MATERIAL SUPPLIED:
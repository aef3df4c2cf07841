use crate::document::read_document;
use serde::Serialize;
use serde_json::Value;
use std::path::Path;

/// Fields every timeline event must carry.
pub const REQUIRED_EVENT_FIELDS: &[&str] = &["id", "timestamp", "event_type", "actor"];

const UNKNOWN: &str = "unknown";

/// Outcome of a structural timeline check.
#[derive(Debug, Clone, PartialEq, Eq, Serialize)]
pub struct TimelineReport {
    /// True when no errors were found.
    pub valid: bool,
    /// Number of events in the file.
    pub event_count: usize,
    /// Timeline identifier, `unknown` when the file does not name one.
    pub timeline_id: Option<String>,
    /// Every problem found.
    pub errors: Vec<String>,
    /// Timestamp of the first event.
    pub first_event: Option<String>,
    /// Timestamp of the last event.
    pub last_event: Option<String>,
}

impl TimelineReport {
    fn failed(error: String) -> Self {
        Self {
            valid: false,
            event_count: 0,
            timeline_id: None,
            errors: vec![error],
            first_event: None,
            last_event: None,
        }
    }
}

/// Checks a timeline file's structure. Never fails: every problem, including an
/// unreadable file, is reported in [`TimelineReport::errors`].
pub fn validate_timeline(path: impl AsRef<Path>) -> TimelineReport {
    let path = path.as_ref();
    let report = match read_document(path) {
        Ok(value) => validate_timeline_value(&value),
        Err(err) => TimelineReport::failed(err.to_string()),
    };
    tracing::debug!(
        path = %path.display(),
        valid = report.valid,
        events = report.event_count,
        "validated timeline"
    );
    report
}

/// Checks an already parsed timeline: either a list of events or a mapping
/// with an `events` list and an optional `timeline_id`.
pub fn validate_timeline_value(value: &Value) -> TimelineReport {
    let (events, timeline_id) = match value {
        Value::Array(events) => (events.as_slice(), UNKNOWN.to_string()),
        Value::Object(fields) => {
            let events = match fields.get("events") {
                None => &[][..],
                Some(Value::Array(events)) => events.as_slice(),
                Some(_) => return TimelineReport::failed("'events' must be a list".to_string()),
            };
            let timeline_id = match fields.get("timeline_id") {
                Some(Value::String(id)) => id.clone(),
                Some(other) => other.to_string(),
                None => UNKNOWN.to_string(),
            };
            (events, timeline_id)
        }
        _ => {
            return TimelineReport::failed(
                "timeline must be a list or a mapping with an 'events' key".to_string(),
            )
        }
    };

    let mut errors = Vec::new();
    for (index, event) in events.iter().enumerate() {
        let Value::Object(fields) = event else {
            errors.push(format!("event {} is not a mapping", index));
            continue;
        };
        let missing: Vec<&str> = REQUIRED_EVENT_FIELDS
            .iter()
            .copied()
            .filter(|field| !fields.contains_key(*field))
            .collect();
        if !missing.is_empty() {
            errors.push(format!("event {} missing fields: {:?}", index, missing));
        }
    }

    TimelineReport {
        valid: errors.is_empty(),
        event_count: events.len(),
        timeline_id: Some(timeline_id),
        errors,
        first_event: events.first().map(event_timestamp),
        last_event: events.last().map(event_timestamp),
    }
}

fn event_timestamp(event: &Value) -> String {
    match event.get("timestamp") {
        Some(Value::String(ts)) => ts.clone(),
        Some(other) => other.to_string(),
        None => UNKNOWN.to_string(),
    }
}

--

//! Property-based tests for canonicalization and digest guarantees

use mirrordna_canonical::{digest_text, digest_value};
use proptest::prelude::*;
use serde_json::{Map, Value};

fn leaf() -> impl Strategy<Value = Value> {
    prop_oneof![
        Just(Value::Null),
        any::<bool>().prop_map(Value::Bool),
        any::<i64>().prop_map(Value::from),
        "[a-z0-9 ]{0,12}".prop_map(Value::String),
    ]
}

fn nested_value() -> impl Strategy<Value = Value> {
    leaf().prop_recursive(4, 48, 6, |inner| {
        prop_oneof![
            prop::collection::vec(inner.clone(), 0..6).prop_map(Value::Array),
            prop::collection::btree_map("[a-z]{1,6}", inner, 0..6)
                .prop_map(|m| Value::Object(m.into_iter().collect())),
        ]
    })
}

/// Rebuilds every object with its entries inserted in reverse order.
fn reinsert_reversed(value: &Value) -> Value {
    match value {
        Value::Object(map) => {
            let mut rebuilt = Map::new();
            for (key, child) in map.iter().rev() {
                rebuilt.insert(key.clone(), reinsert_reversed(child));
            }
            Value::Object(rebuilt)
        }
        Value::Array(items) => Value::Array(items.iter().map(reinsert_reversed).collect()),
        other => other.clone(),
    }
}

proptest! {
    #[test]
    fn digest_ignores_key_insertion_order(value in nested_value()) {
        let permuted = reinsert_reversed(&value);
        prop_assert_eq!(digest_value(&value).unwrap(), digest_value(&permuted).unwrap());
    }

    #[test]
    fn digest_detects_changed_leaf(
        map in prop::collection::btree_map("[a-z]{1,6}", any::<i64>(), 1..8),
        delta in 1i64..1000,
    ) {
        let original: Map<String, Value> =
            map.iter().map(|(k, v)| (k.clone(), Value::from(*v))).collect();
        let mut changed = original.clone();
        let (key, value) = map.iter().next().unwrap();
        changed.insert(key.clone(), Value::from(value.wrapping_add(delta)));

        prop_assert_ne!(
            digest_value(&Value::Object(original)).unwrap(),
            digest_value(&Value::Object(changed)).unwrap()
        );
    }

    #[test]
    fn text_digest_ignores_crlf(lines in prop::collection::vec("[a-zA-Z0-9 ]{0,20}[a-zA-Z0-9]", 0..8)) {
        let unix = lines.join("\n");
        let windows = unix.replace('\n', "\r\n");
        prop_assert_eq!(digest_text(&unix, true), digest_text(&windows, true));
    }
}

WHAT IS NEEDED: The response should hold exactly the lines starting at the line with "repository aef3df4c2cf07841" and ending at the line with "let report = match", and no other line of the material above.

RESPONSE AREA:
repository aef3df4c2cf07841
use crate::document::read_document;
use serde::Serialize;
use serde_json::Value;
use std::path::Path;

/// Fields every timeline event must carry.
pub const REQUIRED_EVENT_FIELDS: &[&str] = &["id", "timestamp", "event_type", "actor"];

const UNKNOWN: &str = "unknown";

/// Outcome of a structural timeline check.
#[derive(Debug, Clone, PartialEq, Eq, Serialize)]
pub struct TimelineReport {
    /// True when no errors were found.
    pub valid: bool,
    /// Number of events in the file.
    pub event_count: usize,
    /// Timeline identifier, `unknown` when the file does not name one.
    pub timeline_id: Option<String>,
    /// Every problem found.
    pub errors: Vec<String>,
    /// Timestamp of the first event.
    pub first_event: Option<String>,
    /// Timestamp of the last event.
    pub last_event: Option<String>,
}

impl TimelineReport {
    fn failed(error: String) -> Self {
        Self {
            valid: false,
            event_count: 0,
            timeline_id: None,
            errors: vec![error],
            first_event: None,
            last_event: None,
        }
    }
}

/// Checks a timeline file's structure. Never fails: every problem, including an
/// unreadable file, is reported in [`TimelineReport::errors`].
pub fn validate_timeline(path: impl AsRef<Path>) -> TimelineReport {
    let path = path.as_ref();
    let report = match read_document(path) {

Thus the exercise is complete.